A desaceleração atual da China se deve a causas em sua maioria internas. Desde 2004, o governo vem procurando esfriar uma economia superaquecida, reduzindo o índice de crescimento de 12% para um índice mais sustentável de 8% a 9%. Começou a taxar as exportações para reduzir o superávit comercial.
Se os responsáveis pela política econômica chinesa pudessem ter previsto o que acontece agora na economia global, talvez não tivessem se esforçado tanto para frear o crescimento. Mas uma razão pela qual a China vem conseguindo manter seu crescimento nos últimos 30 anos é que ela iniciou intervenções macroeconômicas contrárias aos ciclos do momento nas épocas de boom, em lugar de esperar por um colapso. O governo chinês nunca acreditou que deve deixar apenas o mercado decidir o que vai acontecer na economia. Quando não existe grande bolha, não há necessidade de preocupar-se com uma grande crise.
Base sólida
Outra razão pela qual o crescimento forte provavelmente continuará é que suas bases econômicas são sólidas. Os fatores que o incentivam continuam firmes: mão-de-obra de custo baixo, educação, alto índice de poupança, infra-estrutura que vem melhorando e urbanização acelerada. Ademais, a posição fiscal da China está entre as melhores do mundo. A razão entre endividamento do governo e PIB é de cerca de 20%, contra mais de 80% nos EUA, 160% no Japão e entre 60% e 90% na Europa.
A política monetária vem sendo prudente, e a ameaça de inflação foi reduzida pela queda recente nos preços do petróleo e das commodities. A balança de pagamentos internacionais continua em superávit, e ainda há um fluxo líquido de capitais entrando no país, apesar do arrocho global do crédito. As reservas oficiais em divisas chegarão em breve a US$ 2 trilhões. Assim, os responsáveis pela política econômica terão ampla margem de manobra no caso de algo dar errado.
O recente pacote de estímulo fiscal de US$ 568 bilhões – que será gasto com expansão do sistema ferroviário, construção de metrôs, programas habitacionais de baixo custo, sistemas de irrigação, seguridade social rural e saúde – vai acrescentar alguns pontos percentuais ao crescimento nos próximos dois anos. Com a política monetária e alguns controles administrativos sobre investimentos e gastos locais abrandados, o desaquecimento deve ser breve.
Mas nem tudo são boas notícias para a economia chinesa. O baixo consumo ainda é ponto fraco. O consumo das famílias foi responsável por apenas 34% do PIB, e o consumo total não chegou a 50% do PIB em 2007. Essa fraqueza, porém, é institucional e não poderá ser corrigida facilmente no curto prazo.
Então, com a economia doméstica basicamente segura, existe algo que a China possa fazer para ajudar a economia mundial?
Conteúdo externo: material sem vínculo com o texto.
//! Standard Algebraic Notation.
//!
//! Rendering builds the SAN string for a generated move (disambiguation,
//! capture marker, promotion, check/mate suffix). Parsing goes the other
//! way around: every legal move is rendered and matched against the user's
//! input, so flags (castling, en passant) are always correct and illegal
//! input is rejected in the same pass. Plain coordinate input ("e2e4",
//! "e7e8q") is accepted as well.

use crate::board::Position;
use crate::error::ParseError;
use crate::movegen::legal_moves;
use crate::types::*;

/// Render `mv` (which must be legal in `pos`) as SAN.
pub fn move_to_san(pos: &Position, mv: Move) -> String {
    let mut san = String::new();

    if mv.is_castle {
        san.push_str(if file_of(mv.to) == 6 { "O-O" } else { "O-O-O" });
        san.push_str(&suffix(pos, mv));
        return san;
    }

    let piece = pos
        .piece_at(mv.from)
        .expect("SAN rendering of a move with an empty from-square");

    match piece.kind {
        PieceKind::Pawn => {
            if mv.capture.is_some() {
                san.push((b'a' + (mv.from % 8)) as char);
                san.push('x');
            }
        }
        kind => {
            san.push(kind.letter().to_ascii_uppercase());
            san.push_str(&disambiguation(pos, mv, kind));
            if mv.capture.is_some() {
                san.push('x');
            }
        }
    }

    san.push_str(&sq_to_coord(mv.to));

    if let Some(promo) = mv.promo {
        san.push('=');
        san.push(promo.letter().to_ascii_uppercase());
    }

    san.push_str(&suffix(pos, mv));
    san
}

/// Parse one SAN (or coordinate) move against the legal moves of `pos`.
pub fn move_from_san(pos: &Position, input: &str) -> Result<Move, ParseError> {
    let wanted = normalize(input);
    if wanted.is_empty() {
        return Err(ParseError::San(input.to_string()));
    }

    let legals = legal_moves(pos);

    // Coordinate form first: from-square, to-square, optional promotion.
    if let Some(mv) = match_coordinate(&legals, &wanted) {
        return Ok(mv);
    }

    for &mv in &legals {
        if normalize(&move_to_san(pos, mv)) == wanted {
            return Ok(mv);
        }
    }
    Err(ParseError::San(input.to_string()))
}

/// File/rank disambiguation among same-kind moves to the same square.
fn disambiguation(pos: &Position, mv: Move, kind: PieceKind) -> String {
    let rivals: Vec<u8> = legal_moves(pos)
        .iter()
        .filter(|m| {
            m.to == mv.to
                && m.from != mv.from
                && pos.piece_at(m.from).map(|p| p.kind) == Some(kind)
        })
        .map(|m| m.from)
        .collect();

    if rivals.is_empty() {
        return String::new();
    }

    let file = (b'a' + (mv.from % 8)) as char;
    let rank = (b'1' + (mv.from / 8)) as char;
    if !rivals.iter().any(|&s| file_of(s) == file_of(mv.from)) {
        file.to_string()
    } else if !rivals.iter().any(|&s| rank_of(s) == rank_of(mv.from)) {
        rank.to_string()
    } else {
        format!("{file}{rank}")
    }
}

/// "+" when the move gives check, "#" when it mates.
fn suffix(pos: &Position, mv: Move) -> String {
    let mut after = pos.clone();
    after.make_move(mv);
    if !after.in_check(after.side_to_move) {
        return String::new();
    }
    if legal_moves(&after).is_empty() {
        "#".to_string()
    } else {
        "+".to_string()
    }
}

/// Strip annotations and unify castling spellings so "0-0+!" == "O-O".
fn normalize(s: &str) -> String {
    let trimmed: String = s
        .trim()
        .chars()
        .filter(|c| !matches!(c, '+' | '#' | '!' | '?'))
        .collect();
    match trimmed.as_str() {
        "0-0" | "o-o" => "O-O".to_string(),
        "0-0-0" | "o-o-o" => "O-O-O".to_string(),
        _ => trimmed,
    }
}

fn match_coordinate(legals: &[Move], wanted: &str) -> Option<Move> {
    let b = wanted.as_bytes();
    if b.len() != 4 && b.len() != 5 {
        return None;
    }
    let from = coord_to_sq(&wanted[0..2])?;
    let to = coord_to_sq(&wanted[2..4])?;
    let promo = if b.len() == 5 {
        Some(match b[4].to_ascii_lowercase() {
            b'q' => PieceKind::Queen,
            b'r' => PieceKind::Rook,
            b'b' => PieceKind::Bishop,
            b'n' => PieceKind::Knight,
            _ => return None,
        })
    } else {
        None
    };

    legals
        .iter()
        .find(|m| m.from == from && m.to == to && (promo.is_none() || m.promo == promo))
        .copied()
}

#[cfg(test)]
#[path = "san_tests.rs"]
mod san_tests;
Se o país mantiver seu crescimento real em 8% por ano nos próximos dois anos, os mercados emergentes talvez possam crescer 4% ao ano. Isso pode impedir a economia mundial de cair em recessão. A impressão que se tem é que a China poderá ter o papel de ”âncora do crescimento”.
Capacidade limitada
Não se deve, entretanto, esperar que ela faça muito mais que isso. A ação chinesa para a estabilização financeira mundial, por exemplo, é limitada.
A China teve pouca participação nos mercados globais de derivativos e não tem muitos títulos de crédito podres a limpar, nem bancos a resgatar. Talvez a China devesse usar suas reservas de US$ 1,9 trilhão para comprar mais dívida estrangeira, mas esse enorme pool de ativos já está carregado de títulos soberanos de outros países.
É improvável que a China esteja em condições de exercer papel central na reforma do sistema financeiro e monetário global em 2009, porque ainda não liberalizou plenamente suas contas de capital e seu sistema financeiro. Por isso, Pequim preferiu ser coadjuvante nas questões ligadas ao controle de riscos e à regulamentação. Mas é provável que a China aumente sua participação em uma questão: o status do dólar como moeda global de reserva. O país foi criticado no passado por não valorizar sua moeda tanto quanto os EUA exigiam.
A China talvez aprecie emendas ao mandado do FMI ou o acréscimo, na agenda do fundo, de um ”capítulo” que discipline a disponibilidade de moeda dos EUA e o acúmulo de sua dívida. Na visão da China, não basta exigir que outros se adaptem à desvalorização do dólar. Com renda per capita de US$ 2.500 e 35% da força de trabalho ainda na agricultura, os problemas domésticos chineses ainda são enormes. Assim, o desenvolvimento vai continuar a ser sua maior prioridade.
A boa notícia é que a China reconhece quanto se beneficiou da abertura dos últimos 30 anos. Não há mais volta em seu caminho rumo ao envolvimento pleno no mercado global. O verdadeiro desafio da China será encontrar maneiras de lidar com o crescente protecionismo global, à medida que a crise financeira e a recessão onerarem cada vez mais a fundo seus principais mercados externos.
* Professor de Economia na Universidade de Pequim e na Academia Chinesa de Ciências Sociais, diretor do Instituto Nacional de Pesquisas Econômicas; artigo distribuído pelo Project Syndicate e tomado da Folha de S. Paulo<-->
Article printed from Blog do Desemprego Zero: http://www.desenvolvimentistas.com.br/desempregozero
URL to article: http://www.desenvolvimentistas.com.br/desempregozero/2008/12/pode-a-china-crescer-depressa-na-crise/
URLs in this post:
[1] Fonte: Vermelho: http://www.vermelho.org.br/base.asp?texto=48646
Click here to print.
Copyright © 2008 Blog do Desemprego Zero. Todos os direitos reservados.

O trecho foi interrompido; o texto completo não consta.